(RECORDS SHOWN Opens)

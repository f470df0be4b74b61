//! Assignment tracking for Kazera.
//!
//! This module owns the task collection and everything derived from it:
//! creating, editing, moving and deleting tasks, projecting them onto the
//! kanban board, classifying deadline urgency, and summarising the
//! collection for the dashboard. It follows hexagonal architecture:
//!
//! - Domain types in [`domain`]
//! - Orchestration services in [`services`]
//!
//! Persistence goes through the shared [`crate::snapshot`] port.

pub mod domain;
pub mod services;
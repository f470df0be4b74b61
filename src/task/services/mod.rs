//! Application services over the task collection.

mod board;
mod dashboard;
mod store;

pub use board::{Board, BoardColumn};
pub use dashboard::{ApproachingDeadline, DEFAULT_DEADLINE_LIMIT, DashboardSummary};
pub use store::{TaskStore, TaskStoreError, TaskStoreResult};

(RECORDS SHOWN Closes)

REQUIRED ACTION: What you return must match the records above exactly.

EXPECTED ANSWER:
repository f470df0be4b74b61
//! Assignment tracking for Kazera.
//!
//! This module owns the task collection and everything derived from it:
//! creating, editing, moving and deleting tasks, projecting them onto the
//! kanban board, classifying deadline urgency, and summarising the
//! collection for the dashboard. It follows hexagonal architecture:
//!
//! - Domain types in [`domain`]
//! - Orchestration services in [`services`]
//!
//! Persistence goes through the shared [`crate::snapshot`] port.

pub mod domain;
pub mod services;
repository f470df0be4b74b61
filename src/task/services/mod.rs
//! Application services over the task collection.

mod board;
mod dashboard;
mod store;

pub use board::{Board, BoardColumn};
pub use dashboard::{ApproachingDeadline, DEFAULT_DEADLINE_LIMIT, DashboardSummary};
pub use store::{TaskStore, TaskStoreError, TaskStoreResult};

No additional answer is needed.